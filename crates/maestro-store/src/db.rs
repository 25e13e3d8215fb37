use std::sync::Mutex;

use rusqlite::Connection;

use crate::error::Result;

/// Relational store for tenancy, conversations, the event ledger index,
/// workflow runs, and usage accounting.
///
/// Wraps a single SQLite connection in a `Mutex`. SQLite serializes
/// writers, which is exactly the isolation the segment-truncation and
/// ledger-append transactions rely on; readers share the same lock, which
/// is sufficient for the single-node target.
pub struct Store {
    pub(crate) db: Mutex<Connection>,
}

impl Store {
    /// Open (or create) the database file and run schema bootstrap.
    pub fn open(path: &str) -> Result<Self> {
        let conn = Connection::open(path)?;
        conn.pragma_update(None, "journal_mode", "WAL")?;
        conn.pragma_update(None, "foreign_keys", "ON")?;
        init_db(&conn)?;
        Ok(Self {
            db: Mutex::new(conn),
        })
    }

    /// In-memory store for tests and the `memory` dev profile.
    pub fn open_in_memory() -> Result<Self> {
        let conn = Connection::open_in_memory()?;
        conn.pragma_update(None, "foreign_keys", "ON")?;
        init_db(&conn)?;
        Ok(Self {
            db: Mutex::new(conn),
        })
    }
}

/// Create every table and index. Safe to call on every startup — uses
/// `IF NOT EXISTS` throughout.
pub fn init_db(conn: &Connection) -> Result<()> {
    conn.execute_batch(
        "CREATE TABLE IF NOT EXISTS tenants (
            id                TEXT PRIMARY KEY,
            slug              TEXT NOT NULL UNIQUE,
            name              TEXT NOT NULL,
            status            TEXT NOT NULL DEFAULT 'active',
            status_updated_at TEXT NOT NULL,
            status_reason     TEXT,
            created_at        TEXT NOT NULL
        );

        CREATE TABLE IF NOT EXISTS users (
            id                TEXT PRIMARY KEY,
            email             TEXT NOT NULL UNIQUE,
            status            TEXT NOT NULL DEFAULT 'active',
            email_verified_at TEXT,
            created_at        TEXT NOT NULL
        );

        CREATE TABLE IF NOT EXISTS tenant_memberships (
            user_id    TEXT NOT NULL REFERENCES users(id),
            tenant_id  TEXT NOT NULL REFERENCES tenants(id),
            role       TEXT NOT NULL,
            created_at TEXT NOT NULL,
            PRIMARY KEY (user_id, tenant_id)
        );

        CREATE TABLE IF NOT EXISTS conversations (
            id               TEXT PRIMARY KEY,
            tenant_id        TEXT NOT NULL REFERENCES tenants(id),
            conversation_key TEXT NOT NULL,
            agent_entrypoint TEXT,
            active_agent     TEXT,
            status           TEXT NOT NULL DEFAULT 'active',
            message_count    INTEGER NOT NULL DEFAULT 0,
            total_tokens_in  INTEGER NOT NULL DEFAULT 0,
            total_tokens_out INTEGER NOT NULL DEFAULT 0,
            created_at       TEXT NOT NULL,
            updated_at       TEXT NOT NULL
        );
        CREATE INDEX IF NOT EXISTS idx_conversations_tenant
            ON conversations(tenant_id, updated_at DESC);
        CREATE INDEX IF NOT EXISTS idx_conversations_key
            ON conversations(tenant_id, conversation_key);

        CREATE TABLE IF NOT EXISTS conversation_segments (
            id                TEXT PRIMARY KEY,
            conversation_id   TEXT NOT NULL REFERENCES conversations(id),
            segment_index     INTEGER NOT NULL,
            parent_segment_id TEXT,
            visible_through_event_id         INTEGER,
            visible_through_message_position INTEGER,
            truncated_at      TEXT,
            created_at        TEXT NOT NULL,
            UNIQUE (conversation_id, segment_index)
        );
        CREATE INDEX IF NOT EXISTS idx_segments_active
            ON conversation_segments(conversation_id)
            WHERE truncated_at IS NULL;

        CREATE TABLE IF NOT EXISTS conversation_messages (
            id              TEXT PRIMARY KEY,
            conversation_id TEXT NOT NULL REFERENCES conversations(id),
            segment_id      TEXT NOT NULL REFERENCES conversation_segments(id),
            position        INTEGER NOT NULL,
            role            TEXT NOT NULL,
            content         TEXT NOT NULL,
            attachments     TEXT,
            created_at      TEXT NOT NULL,
            UNIQUE (conversation_id, segment_id, position)
        );

        CREATE TABLE IF NOT EXISTS conversation_events (
            conversation_id TEXT NOT NULL REFERENCES conversations(id),
            sequence_no     INTEGER NOT NULL,
            response_id     TEXT NOT NULL DEFAULT '',
            run_item_type   TEXT NOT NULL,
            run_item_name   TEXT NOT NULL DEFAULT '',
            role            TEXT,
            agent           TEXT,
            tool_call_id    TEXT NOT NULL DEFAULT '',
            tool_name       TEXT,
            model           TEXT,
            content_text    TEXT,
            reasoning_text  TEXT,
            call_arguments  TEXT,
            call_output     TEXT,
            attachments     TEXT,
            created_at      TEXT NOT NULL,
            UNIQUE (conversation_id, response_id, sequence_no, tool_call_id, run_item_name)
        );
        CREATE INDEX IF NOT EXISTS idx_conversation_events_seq
            ON conversation_events(conversation_id, sequence_no);

        CREATE TABLE IF NOT EXISTS ledger_events (
            conversation_id    TEXT NOT NULL REFERENCES conversations(id),
            event_id           INTEGER NOT NULL,
            tenant_id          TEXT NOT NULL,
            stream_id          TEXT NOT NULL,
            workflow_run_id    TEXT,
            kind               TEXT NOT NULL,
            payload_inline_json TEXT,
            payload_object_key  TEXT,
            payload_size_bytes  INTEGER NOT NULL,
            payload_sha256      TEXT,
            created_at          TEXT NOT NULL,
            PRIMARY KEY (conversation_id, event_id),
            CHECK ((payload_inline_json IS NULL) <> (payload_object_key IS NULL))
        );
        CREATE INDEX IF NOT EXISTS idx_ledger_events_run
            ON ledger_events(workflow_run_id, conversation_id, event_id)
            WHERE workflow_run_id IS NOT NULL;

        CREATE TABLE IF NOT EXISTS conversation_sessions (
            conversation_id          TEXT PRIMARY KEY REFERENCES conversations(id),
            tenant_id                TEXT NOT NULL,
            provider                 TEXT,
            provider_conversation_id TEXT,
            sdk_session_id           TEXT,
            session_cursor           TEXT,
            last_session_sync_at     TEXT
        );

        CREATE TABLE IF NOT EXISTS conversation_summaries (
            id              TEXT PRIMARY KEY,
            conversation_id TEXT NOT NULL REFERENCES conversations(id),
            agent_key       TEXT,
            summary_text    TEXT NOT NULL,
            summary_model   TEXT,
            version         TEXT NOT NULL,
            summary_length_tokens INTEGER,
            created_at      TEXT NOT NULL
        );

        CREATE TABLE IF NOT EXISTS workflow_runs (
            id                    TEXT PRIMARY KEY,
            tenant_id             TEXT NOT NULL,
            user_id               TEXT NOT NULL,
            workflow_key          TEXT NOT NULL,
            status                TEXT NOT NULL DEFAULT 'running',
            conversation_id       TEXT NOT NULL,
            request_message       TEXT NOT NULL,
            final_output_text     TEXT,
            final_output_structured TEXT,
            output_schema         TEXT,
            started_at            TEXT NOT NULL,
            ended_at              TEXT
        );
        CREATE INDEX IF NOT EXISTS idx_workflow_runs_tenant
            ON workflow_runs(tenant_id, started_at DESC);

        CREATE TABLE IF NOT EXISTS workflow_steps (
            run_id            TEXT NOT NULL REFERENCES workflow_runs(id),
            sequence_no       INTEGER NOT NULL,
            step_name         TEXT NOT NULL,
            agent_key         TEXT NOT NULL,
            stage_name        TEXT NOT NULL,
            parallel_group    TEXT,
            branch_index      INTEGER,
            response_id       TEXT,
            response_text     TEXT,
            structured_output TEXT,
            output_schema     TEXT,
            status            TEXT NOT NULL,
            created_at        TEXT NOT NULL,
            PRIMARY KEY (run_id, sequence_no)
        );

        CREATE TABLE IF NOT EXISTS run_usage (
            idempotency_key        TEXT PRIMARY KEY,
            conversation_id        TEXT NOT NULL,
            response_id            TEXT NOT NULL,
            run_id                 TEXT,
            agent_key              TEXT,
            provider               TEXT,
            requests               INTEGER NOT NULL DEFAULT 0,
            input_tokens           INTEGER NOT NULL DEFAULT 0,
            output_tokens          INTEGER NOT NULL DEFAULT 0,
            cached_input_tokens    INTEGER NOT NULL DEFAULT 0,
            reasoning_output_tokens INTEGER NOT NULL DEFAULT 0,
            created_at             TEXT NOT NULL
        );

        CREATE TABLE IF NOT EXISTS usage_counters (
            tenant_id     TEXT NOT NULL,
            user_id       TEXT NOT NULL DEFAULT '',
            period_start  TEXT NOT NULL,
            granularity   TEXT NOT NULL,
            input_tokens  INTEGER NOT NULL DEFAULT 0,
            output_tokens INTEGER NOT NULL DEFAULT 0,
            requests      INTEGER NOT NULL DEFAULT 0,
            storage_bytes INTEGER NOT NULL DEFAULT 0,
            PRIMARY KEY (tenant_id, user_id, period_start, granularity)
        );",
    )?;
    Ok(())
}

/// Current UTC timestamp with microsecond precision.
pub(crate) fn now() -> String {
    chrono::Utc::now().to_rfc3339_opts(chrono::SecondsFormat::Micros, true)
}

WORK ORDER
Using the listing above, pull out all lines that hold the word "DESC".

EXERCISE ANSWER
            ON conversations(tenant_id, updated_at DESC);
            ON workflow_runs(tenant_id, started_at DESC);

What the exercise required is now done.